Where young people (and others) come for on-going discussions on creative writing.

Tuesday, August 28, 2012

Idea versus Premise, Cloudy versus Rock

Writers Need to Take Breaks
Here's the thing, ideas are everywhere. I mean everywhere. All you have to do is open a newspaper or turn on the news or chat with a friend and BAM! You have an idea for a story. But that's the trouble. Ideas practically jump off the walls at you, they lurk around corners and under rocks, behind your kid sister's weird smile or your brother's sarcasm or your mother's look--you know the one. The trick is learning how to lasso one idea and make it work in a story--more specifically a plot for a novel, a story, flash fiction. Ideas are slippery and can be unruly. So, I don't tend to speak about ideas when it comes to story writing.
I prefer to think about PREMISE.
What's the difference? An idea is not concrete. It's cloudy and chock full of variables. A premise is rock. A premise is a promise. It is the controlling construct the writer is going to prove (or disprove) through the mechanics of telling her or his story.
For example, let's look at The Wizard of Oz.
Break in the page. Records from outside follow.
use criterion::{criterion_group, criterion_main, Criterion};
use treeindex::{Tree, TreeNode};

/// Builds a tree of `n` nodes rooted at `1`, where node `id` hangs under
/// `id / fanout`, giving a roughly balanced shape with the chosen fan-out.
fn balanced_tree(n: u64, fanout: u64) -> Tree<()> {
    let nodes = (1..=n)
        .map(|id| {
            let parent = if id == 1 { 0 } else { (id / fanout).max(1) };
            TreeNode::new(id, parent, format!("node-{id}"), 0, ())
        })
        .collect();
    Tree::new(nodes)
}

fn membership_search(c: &mut Criterion) {
    let tree = balanced_tree(10_000, 4);

    c.bench_function("concurrent_hit_deep", |b| {
        b.iter(|| tree.is_in_subtree_concurrent(1, 9_999));
    });
    c.bench_function("concurrent_miss", |b| {
        b.iter(|| tree.is_in_subtree_concurrent(2, 10_001));
    });
    c.bench_function("sequential_hit_deep", |b| {
        b.iter(|| tree.is_in_subtree(1, 9_999));
    });
    c.bench_function("sequential_miss", |b| {
        b.iter(|| tree.is_in_subtree(2, 10_001));
    });
}

fn construction(c: &mut Criterion) {
    c.bench_function("build_10k", |b| {
        b.iter(|| balanced_tree(10_000, 4));
    });
}

criterion_group!(benches, membership_search, construction);
criterion_main!(benches);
Okay, the IDEA is to tell the story about a girl who is unhappy and wants to run away but is stopped by a tornado. Cool idea but so what. What is at the heart of the story. Where's the value in telling this story. Frank L. Baum set out to prove that  "There is no place like home" by telling a story about an unhappy child who gets swept up in a tornado and taken far away. Now the idea has a goal. Dorothy has a goal. Do you see the difference. It wouldn't have worked to simply allow Dorothy to go to Oz without making a point and having a moral premise on which to build the plot. An idea is a good jumping off  place, but until you attach a premise to it, you only have an idea. Oh, I'm not saying to disregard your ideas. Nope. Write them down in your handy, dandy notebook, tap them into your phone because you will never know when the premise that goes with that idea will show up.
So the next time a good idea pops into your head, take it a step further and ask yourself what am I trying to prove with this. And then write the story. BTW, your premise doesn't have to be correct, or popular, you simply have to prove it.
Make sense?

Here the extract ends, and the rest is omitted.